Although neural networks required derivative-of-cost functions, the problem being addressed in this study lacked them. Therefore, we implemented a novel derivative-free neural network by combining a conventional neural network with an evolutionary strategy optimization method used as a solver. Using this novel neural network system, we optimized the scoring function to align remote sequence pairs. Our results showed that the pairwise-profile aligner using the novel scoring function significantly improved both alignment sensitivity and precision relative to aligners using existing functions.

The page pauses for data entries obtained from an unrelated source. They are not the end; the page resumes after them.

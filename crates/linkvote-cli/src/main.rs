use std::path::PathBuf;

use anyhow::{anyhow, Context, Result};
use clap::{Args, Parser, Subcommand, ValueEnum};
use linkvote_api::{
    AddCommentRequest, CreateUserRequest, LinkVoteApi, UpdateCommentRequest, VoteRequest,
};
use linkvote_core::{CommentId, LinkDraft, LinkId, UserId, VoteKind};
use serde::Serialize;
use serde_json::Value;
use tracing_subscriber::EnvFilter;

const CLI_CONTRACT_VERSION: &str = "cli.v1";

#[derive(Debug, Parser)]
#[command(name = "lv")]
#[command(about = "LinkVote CLI")]
struct Cli {
    #[arg(long, env = "LINKVOTE_DB", default_value = "./linkvote.sqlite3")]
    db: PathBuf,

    #[command(subcommand)]
    command: Command,
}

#[derive(Debug, Subcommand)]
enum Command {
    Db {
        #[command(subcommand)]
        command: Box<DbCommand>,
    },
    User {
        #[command(subcommand)]
        command: Box<UserCommand>,
    },
    Link {
        #[command(subcommand)]
        command: Box<LinkCommand>,
    },
    Comment {
        #[command(subcommand)]
        command: Box<CommentCommand>,
    },
    Vote {
        #[command(subcommand)]
        command: Box<VoteCommand>,
    },
}

#[derive(Debug, Subcommand)]
enum DbCommand {
    SchemaVersion,
    Migrate(DbMigrateArgs),
    Backup(DbBackupArgs),
    Restore(DbRestoreArgs),
    IntegrityCheck,
}

#[derive(Debug, Args)]
struct DbMigrateArgs {
    #[arg(long, default_value_t = false)]
    dry_run: bool,
}

#[derive(Debug, Args)]
struct DbBackupArgs {
    #[arg(long)]
    out: PathBuf,
}

#[derive(Debug, Args)]
struct DbRestoreArgs {
    #[arg(long = "in")]
    input: PathBuf,
}

#[derive(Debug, Subcommand)]
enum UserCommand {
    Add {
        #[arg(long)]
        name: String,
    },
    Show {
        #[arg(long)]
        user: UserId,
    },
}

#[derive(Debug, Args)]
struct LinkFields {
    #[arg(long)]
    title: String,
    #[arg(long)]
    url: String,
    #[arg(long)]
    description: Option<String>,
}

impl From<LinkFields> for LinkDraft {
    fn from(fields: LinkFields) -> Self {
        Self { title: fields.title, url: fields.url, description: fields.description }
    }
}

#[derive(Debug, Subcommand)]
enum LinkCommand {
    Add {
        #[arg(long)]
        user: UserId,
        #[command(flatten)]
        fields: LinkFields,
    },
    List {
        #[arg(long, default_value_t = 1)]
        page: u32,
    },
    Show {
        #[arg(long)]
        link: LinkId,
        /// Report this user's stance alongside the link.
        #[arg(long)]
        user: Option<UserId>,
    },
    Edit {
        #[arg(long)]
        user: UserId,
        #[arg(long)]
        link: LinkId,
        #[command(flatten)]
        fields: LinkFields,
    },
    Delete {
        #[arg(long)]
        user: UserId,
        #[arg(long)]
        link: LinkId,
    },
}

#[derive(Debug, Subcommand)]
enum CommentCommand {
    Add {
        #[arg(long)]
        user: UserId,
        #[arg(long)]
        link: LinkId,
        #[arg(long)]
        content: String,
        #[arg(long)]
        parent: Option<CommentId>,
    },
    Edit {
        #[arg(long)]
        user: UserId,
        #[arg(long)]
        comment: CommentId,
        #[arg(long)]
        content: String,
    },
    Delete {
        #[arg(long)]
        user: UserId,
        #[arg(long)]
        comment: CommentId,
    },
}

#[derive(Debug, Clone, Copy, ValueEnum)]
enum VoteKindArg {
    Up,
    Down,
}

impl From<VoteKindArg> for VoteKind {
    fn from(value: VoteKindArg) -> Self {
        match value {
            VoteKindArg::Up => Self::Up,
            VoteKindArg::Down => Self::Down,
        }
    }
}

#[derive(Debug, Subcommand)]
enum VoteCommand {
    Cast {
        #[arg(long)]
        user: UserId,
        #[arg(long)]
        link: LinkId,
        #[arg(long, value_enum)]
        kind: VoteKindArg,
    },
    Score {
        #[arg(long)]
        link: LinkId,
    },
    Show {
        #[arg(long)]
        user: UserId,
        #[arg(long)]
        link: LinkId,
    },
}

fn with_contract_version(value: Value) -> Value {
    match value {
        Value::Object(mut object) => {
            object.insert(
                "contract_version".to_string(),
                Value::String(CLI_CONTRACT_VERSION.to_string()),
            );
            Value::Object(object)
        }
        other => serde_json::json!({
            "contract_version": CLI_CONTRACT_VERSION,
            "payload": other
        }),
    }
}

fn emit_json(value: Value) -> Result<()> {
    println!("{}", serde_json::to_string_pretty(&with_contract_version(value))?);
    Ok(())
}

fn emit<T: Serialize>(data: &T) -> Result<()> {
    emit_json(serde_json::to_value(data).context("failed to serialize command output")?)
}

/// Logs go to stderr so stdout stays machine-readable.
fn init_tracing() -> Result<()> {
    let filter = EnvFilter::try_from_default_env().unwrap_or_else(|_| EnvFilter::new("warn"));
    tracing_subscriber::fmt()
        .with_env_filter(filter)
        .with_writer(std::io::stderr)
        .try_init()
        .map_err(|err| anyhow!("failed to install tracing subscriber: {err}"))
}

fn main() -> Result<()> {
    init_tracing()?;
    let cli = Cli::parse();
    let api = LinkVoteApi::new(cli.db);
    match cli.command {
        Command::Db { command } => run_db(*command, &api),
        Command::User { command } => run_user(*command, &api),
        Command::Link { command } => run_link(*command, &api),
        Command::Comment { command } => run_comment(*command, &api),
        Command::Vote { command } => run_vote(*command, &api),
    }
}

fn run_db(command: DbCommand, api: &LinkVoteApi) -> Result<()> {
    match command {
        DbCommand::SchemaVersion => {
            let status = api.schema_status()?;
            emit_json(serde_json::json!({
                "current_version": status.current_version,
                "target_version": status.target_version,
                "pending_versions": status.pending_versions,
                "up_to_date": status.pending_versions.is_empty()
            }))
        }
        DbCommand::Migrate(args) => emit(&api.migrate(args.dry_run)?),
        DbCommand::Backup(args) => {
            let result = api.backup(&args.out)?;
            emit_json(serde_json::json!({
                "backup_path": result.path,
                "schema_version": result.schema_version,
                "status": "ok"
            }))
        }
        DbCommand::Restore(args) => {
            let status = api.restore(&args.input)?;
            emit_json(serde_json::json!({
                "restored_from": args.input,
                "current_version": status.current_version,
                "target_version": status.target_version,
                "pending_versions": status.pending_versions
            }))
        }
        DbCommand::IntegrityCheck => emit(&api.integrity_check()?),
    }
}

fn run_user(command: UserCommand, api: &LinkVoteApi) -> Result<()> {
    match command {
        UserCommand::Add { name } => emit(&api.create_user(&CreateUserRequest { name })?),
        UserCommand::Show { user } => emit(&api.get_user(user)?),
    }
}

fn run_link(command: LinkCommand, api: &LinkVoteApi) -> Result<()> {
    match command {
        LinkCommand::Add { user, fields } => emit(&api.create_link(user, &fields.into())?),
        LinkCommand::List { page } => emit(&api.list_links(page)?),
        LinkCommand::Show { link, user } => emit(&api.link_detail(link, user)?),
        LinkCommand::Edit { user, link, fields } => {
            emit(&api.update_link(user, link, &fields.into())?)
        }
        LinkCommand::Delete { user, link } => emit(&api.delete_link(user, link)?),
    }
}

fn run_comment(command: CommentCommand, api: &LinkVoteApi) -> Result<()> {
    match command {
        CommentCommand::Add { user, link, content, parent } => {
            let request = AddCommentRequest { content, parent_id: parent };
            emit(&api.add_comment(user, link, &request)?)
        }
        CommentCommand::Edit { user, comment, content } => {
            emit(&api.update_comment(user, comment, &UpdateCommentRequest { content })?)
        }
        CommentCommand::Delete { user, comment } => emit(&api.delete_comment(user, comment)?),
    }
}

fn run_vote(command: VoteCommand, api: &LinkVoteApi) -> Result<()> {
    match command {
        VoteCommand::Cast { user, link, kind } => {
            emit(&api.vote(user, link, &VoteRequest { kind: kind.into() })?)
        }
        VoteCommand::Score { link } => {
            let tally = api.score(link)?;
            emit_json(serde_json::json!({
                "link_id": link,
                "upvotes": tally.upvotes,
                "downvotes": tally.downvotes,
                "net_score": tally.net_score
            }))
        }
        VoteCommand::Show { user, link } => emit(&api.user_vote(user, link)?),
    }
}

We developed and implemented a novel derivative-free neural network and aligner (Nepal) for optimizing sequence alignments. Nepal improved alignment quality by adapting to remote sequence alignments and increasing the expressiveness of similarity scores. Additionally, this novel scoring function can be realized using a simple matrix operation and easily incorporated into other aligners. Moreover our scoring function could potentially improve the performance of homology detection and/or multiple-sequence alignment of remote homologous sequences. The goal of the study was to provide a novel scoring function for profile alignment method and develop a novel learning system capable of addressing derivative-free problems. Our system is capable of optimizing the performance of other sophisticated methods and solving problems without derivative-of-cost functions, which do not always exist in practical problems. Our results demonstrated the usefulness of this optimization method for derivative-free problems.
带有位置特异性评分矩阵(PSSM)的轮廓比较方法是最精确的比对方法之一。目前,余弦相似度和相关系数被用作动态规划的评分函数来计算PSSM之间的相似度。然而,尚不清楚这些函数对于轮廓比对方法是否是最优的。根据定义,这些函数无法捕捉轮廓之间的非线性关系。因此,我们试图使用神经网络发现一种比现有函数更适合轮廓比较方法的新型评分函数。
尽管神经网络需要代价函数的导数,但本研究中要解决的问题却没有。因此,我们通过将传统神经网络与用作求解器的进化策略优化方法相结合,实现了一种新型的无导数神经网络。使用这个新型神经网络系统,我们优化了评分函数以比对远缘序列对。我们的结果表明,与使用现有函数的比对器相比,使用新型评分函数的成对轮廓比对器在比对灵敏度和精度方面均有显著提高。
我们开发并实现了一种用于优化序列比对的新型无导数神经网络和比对器(Nepal)。Nepal通过适应远缘序列比对并提高相似性得分的表现力来提高比对质量。此外,这种新型评分函数可以通过简单的矩阵运算实现,并易于整合到其他比对器中。而且我们的评分函数有可能提高远缘同源序列的同源性检测和/或多序列比对的性能。本研究的目标是为轮廓比对方法提供一种新型评分函数,并开发一种能够解决无导数问题的新型学习系统。我们的系统能够优化其他复杂方法的性能,并解决没有代价函数导数的问题,而这些问题在实际问题中并不总是存在的。我们的结果证明了这种优化方法对于无导数问题的有效性。